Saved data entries
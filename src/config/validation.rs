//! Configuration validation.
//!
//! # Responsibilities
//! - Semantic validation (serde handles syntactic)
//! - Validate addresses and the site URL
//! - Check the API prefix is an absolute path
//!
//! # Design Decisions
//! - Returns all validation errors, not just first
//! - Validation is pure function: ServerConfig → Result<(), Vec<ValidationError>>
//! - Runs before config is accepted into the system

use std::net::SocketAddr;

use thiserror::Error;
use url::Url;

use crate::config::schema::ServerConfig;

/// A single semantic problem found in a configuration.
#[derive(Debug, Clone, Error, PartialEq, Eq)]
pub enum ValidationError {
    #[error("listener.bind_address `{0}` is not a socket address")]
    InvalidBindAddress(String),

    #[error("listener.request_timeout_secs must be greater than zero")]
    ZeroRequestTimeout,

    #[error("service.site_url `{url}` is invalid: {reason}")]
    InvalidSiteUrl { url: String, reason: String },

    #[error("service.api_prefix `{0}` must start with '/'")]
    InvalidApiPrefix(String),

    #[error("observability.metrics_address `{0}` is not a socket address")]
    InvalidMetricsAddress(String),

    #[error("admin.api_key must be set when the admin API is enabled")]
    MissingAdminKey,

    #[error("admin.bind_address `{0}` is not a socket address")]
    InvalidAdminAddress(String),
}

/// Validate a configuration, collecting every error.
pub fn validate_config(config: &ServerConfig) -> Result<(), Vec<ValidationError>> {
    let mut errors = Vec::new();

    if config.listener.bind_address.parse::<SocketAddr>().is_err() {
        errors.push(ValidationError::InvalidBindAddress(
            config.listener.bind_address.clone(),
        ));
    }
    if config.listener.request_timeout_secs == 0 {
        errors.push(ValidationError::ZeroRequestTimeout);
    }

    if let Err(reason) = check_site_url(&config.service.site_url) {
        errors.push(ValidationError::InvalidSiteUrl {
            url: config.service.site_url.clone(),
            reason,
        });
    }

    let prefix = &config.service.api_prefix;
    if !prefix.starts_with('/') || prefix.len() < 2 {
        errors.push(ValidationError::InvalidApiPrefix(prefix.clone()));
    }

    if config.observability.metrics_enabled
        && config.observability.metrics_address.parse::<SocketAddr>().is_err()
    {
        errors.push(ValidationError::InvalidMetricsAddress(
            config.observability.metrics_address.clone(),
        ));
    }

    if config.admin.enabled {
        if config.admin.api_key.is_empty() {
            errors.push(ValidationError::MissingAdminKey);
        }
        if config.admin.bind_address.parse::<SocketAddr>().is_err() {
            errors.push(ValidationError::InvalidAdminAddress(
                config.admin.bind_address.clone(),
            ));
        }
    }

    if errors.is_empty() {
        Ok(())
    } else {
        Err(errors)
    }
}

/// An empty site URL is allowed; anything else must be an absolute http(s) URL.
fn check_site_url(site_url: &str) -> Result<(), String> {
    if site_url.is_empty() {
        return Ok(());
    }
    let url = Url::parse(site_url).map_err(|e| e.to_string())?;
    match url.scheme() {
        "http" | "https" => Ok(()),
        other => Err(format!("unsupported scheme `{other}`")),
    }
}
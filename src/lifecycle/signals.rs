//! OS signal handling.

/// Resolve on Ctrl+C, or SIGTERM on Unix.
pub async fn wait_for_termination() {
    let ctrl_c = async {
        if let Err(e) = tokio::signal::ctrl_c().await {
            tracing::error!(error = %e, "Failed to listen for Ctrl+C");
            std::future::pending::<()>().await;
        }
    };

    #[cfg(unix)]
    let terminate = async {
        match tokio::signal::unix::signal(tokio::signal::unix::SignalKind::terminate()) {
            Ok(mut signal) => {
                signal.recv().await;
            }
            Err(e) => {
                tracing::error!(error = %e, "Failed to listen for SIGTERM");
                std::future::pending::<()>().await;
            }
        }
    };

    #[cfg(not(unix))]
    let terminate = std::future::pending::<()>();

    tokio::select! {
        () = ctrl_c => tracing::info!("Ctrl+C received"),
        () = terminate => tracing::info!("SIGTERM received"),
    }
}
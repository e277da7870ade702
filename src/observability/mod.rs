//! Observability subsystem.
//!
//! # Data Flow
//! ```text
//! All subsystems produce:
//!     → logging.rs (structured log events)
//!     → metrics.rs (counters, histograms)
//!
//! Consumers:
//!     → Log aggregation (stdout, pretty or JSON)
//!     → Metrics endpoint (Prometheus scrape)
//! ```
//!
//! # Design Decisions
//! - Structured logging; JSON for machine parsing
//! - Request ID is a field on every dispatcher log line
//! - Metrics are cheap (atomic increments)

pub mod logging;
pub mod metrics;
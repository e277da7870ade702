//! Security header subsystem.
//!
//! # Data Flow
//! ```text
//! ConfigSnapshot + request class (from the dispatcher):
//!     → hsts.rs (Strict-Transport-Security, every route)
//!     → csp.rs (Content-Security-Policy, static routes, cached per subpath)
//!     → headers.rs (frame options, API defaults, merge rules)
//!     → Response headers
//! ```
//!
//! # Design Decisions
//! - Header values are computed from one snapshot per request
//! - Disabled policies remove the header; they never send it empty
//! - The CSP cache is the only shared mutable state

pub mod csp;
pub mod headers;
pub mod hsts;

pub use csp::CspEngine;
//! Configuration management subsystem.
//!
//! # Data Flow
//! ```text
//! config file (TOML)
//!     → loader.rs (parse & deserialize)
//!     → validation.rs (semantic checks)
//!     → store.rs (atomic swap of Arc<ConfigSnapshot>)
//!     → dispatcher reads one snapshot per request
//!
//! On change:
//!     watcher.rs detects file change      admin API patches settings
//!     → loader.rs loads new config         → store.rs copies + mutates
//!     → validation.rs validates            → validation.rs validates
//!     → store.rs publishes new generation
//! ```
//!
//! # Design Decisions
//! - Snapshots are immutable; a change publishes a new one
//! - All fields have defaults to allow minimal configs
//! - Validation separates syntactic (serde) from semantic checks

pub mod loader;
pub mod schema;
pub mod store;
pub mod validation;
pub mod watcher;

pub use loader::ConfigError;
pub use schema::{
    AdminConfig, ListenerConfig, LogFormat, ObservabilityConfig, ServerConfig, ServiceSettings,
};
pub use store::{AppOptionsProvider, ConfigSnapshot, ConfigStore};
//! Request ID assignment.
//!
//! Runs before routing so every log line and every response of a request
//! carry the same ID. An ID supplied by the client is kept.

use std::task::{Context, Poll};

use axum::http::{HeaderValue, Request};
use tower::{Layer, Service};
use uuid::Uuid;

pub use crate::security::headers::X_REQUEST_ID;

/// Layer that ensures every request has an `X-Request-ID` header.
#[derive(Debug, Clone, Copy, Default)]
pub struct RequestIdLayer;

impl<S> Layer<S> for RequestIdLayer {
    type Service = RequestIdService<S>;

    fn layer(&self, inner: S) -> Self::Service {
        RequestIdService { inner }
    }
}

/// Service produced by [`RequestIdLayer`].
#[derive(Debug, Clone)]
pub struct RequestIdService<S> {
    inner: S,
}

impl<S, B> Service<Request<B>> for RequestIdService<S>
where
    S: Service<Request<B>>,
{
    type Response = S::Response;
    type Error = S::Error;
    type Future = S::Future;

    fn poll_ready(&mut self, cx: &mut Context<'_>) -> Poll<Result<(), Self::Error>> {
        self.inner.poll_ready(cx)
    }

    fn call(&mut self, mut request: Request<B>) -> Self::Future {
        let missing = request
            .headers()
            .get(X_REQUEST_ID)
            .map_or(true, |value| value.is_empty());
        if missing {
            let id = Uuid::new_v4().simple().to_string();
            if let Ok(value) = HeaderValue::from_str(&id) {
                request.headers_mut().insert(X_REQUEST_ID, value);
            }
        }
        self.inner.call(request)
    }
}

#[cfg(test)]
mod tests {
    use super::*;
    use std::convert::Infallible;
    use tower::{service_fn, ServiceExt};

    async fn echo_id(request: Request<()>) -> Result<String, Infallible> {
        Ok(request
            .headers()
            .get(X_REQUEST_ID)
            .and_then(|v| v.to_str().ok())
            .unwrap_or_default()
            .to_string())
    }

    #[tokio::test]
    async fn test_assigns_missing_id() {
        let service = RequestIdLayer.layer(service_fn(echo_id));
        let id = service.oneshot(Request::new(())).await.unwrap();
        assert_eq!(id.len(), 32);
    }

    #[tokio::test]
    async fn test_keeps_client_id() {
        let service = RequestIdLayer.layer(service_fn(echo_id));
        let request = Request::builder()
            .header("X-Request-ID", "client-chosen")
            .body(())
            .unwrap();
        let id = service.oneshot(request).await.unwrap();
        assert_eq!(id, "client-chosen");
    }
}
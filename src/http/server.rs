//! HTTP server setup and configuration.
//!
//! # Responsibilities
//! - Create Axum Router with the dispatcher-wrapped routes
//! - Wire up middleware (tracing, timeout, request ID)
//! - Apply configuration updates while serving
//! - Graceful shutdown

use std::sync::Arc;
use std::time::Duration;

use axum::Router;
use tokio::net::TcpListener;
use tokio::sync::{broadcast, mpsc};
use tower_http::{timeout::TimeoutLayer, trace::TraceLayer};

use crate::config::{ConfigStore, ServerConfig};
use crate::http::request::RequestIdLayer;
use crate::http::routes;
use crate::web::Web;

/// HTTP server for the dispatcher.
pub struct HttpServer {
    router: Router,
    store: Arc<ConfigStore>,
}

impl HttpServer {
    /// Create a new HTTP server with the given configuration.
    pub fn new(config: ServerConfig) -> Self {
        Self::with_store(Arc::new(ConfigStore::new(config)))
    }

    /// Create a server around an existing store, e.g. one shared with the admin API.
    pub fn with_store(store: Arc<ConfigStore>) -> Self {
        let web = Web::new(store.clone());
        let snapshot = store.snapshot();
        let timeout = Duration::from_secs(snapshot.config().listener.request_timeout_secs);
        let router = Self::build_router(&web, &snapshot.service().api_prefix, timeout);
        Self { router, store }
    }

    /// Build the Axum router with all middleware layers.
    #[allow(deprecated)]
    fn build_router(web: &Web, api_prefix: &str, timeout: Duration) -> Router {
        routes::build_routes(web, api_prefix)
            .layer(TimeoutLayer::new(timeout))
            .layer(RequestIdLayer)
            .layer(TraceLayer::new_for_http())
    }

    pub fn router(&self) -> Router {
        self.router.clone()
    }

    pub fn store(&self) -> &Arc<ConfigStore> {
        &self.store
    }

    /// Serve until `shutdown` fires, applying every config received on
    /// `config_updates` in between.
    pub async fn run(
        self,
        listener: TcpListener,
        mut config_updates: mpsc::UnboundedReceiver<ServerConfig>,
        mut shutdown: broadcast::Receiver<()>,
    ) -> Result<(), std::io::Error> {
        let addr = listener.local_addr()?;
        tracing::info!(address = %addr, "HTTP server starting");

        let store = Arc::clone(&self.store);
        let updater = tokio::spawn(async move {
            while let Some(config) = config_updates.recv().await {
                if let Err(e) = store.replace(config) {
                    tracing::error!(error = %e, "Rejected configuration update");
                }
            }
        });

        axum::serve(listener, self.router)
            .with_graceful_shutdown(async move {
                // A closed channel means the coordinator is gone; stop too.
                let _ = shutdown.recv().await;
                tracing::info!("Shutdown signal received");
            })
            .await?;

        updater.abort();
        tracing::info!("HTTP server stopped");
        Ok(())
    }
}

**GOAL OF THE EXERCISE**
Would you retype the lines above from the one with "pub use crate::security::headers::X_REQUEST_ID;" down to the one with "type Future = S::Future;", word for word, both ends included and no other lines?

**ANSWER SECTION**
pub use crate::security::headers::X_REQUEST_ID;

/// Layer that ensures every request has an `X-Request-ID` header.
#[derive(Debug, Clone, Copy, Default)]
pub struct RequestIdLayer;

impl<S> Layer<S> for RequestIdLayer {
    type Service = RequestIdService<S>;

    fn layer(&self, inner: S) -> Self::Service {
        RequestIdService { inner }
    }
}

/// Service produced by [`RequestIdLayer`].
#[derive(Debug, Clone)]
pub struct RequestIdService<S> {
    inner: S,
}

impl<S, B> Service<Request<B>> for RequestIdService<S>
where
    S: Service<Request<B>>,
{
    type Response = S::Response;
    type Error = S::Error;
    type Future = S::Future;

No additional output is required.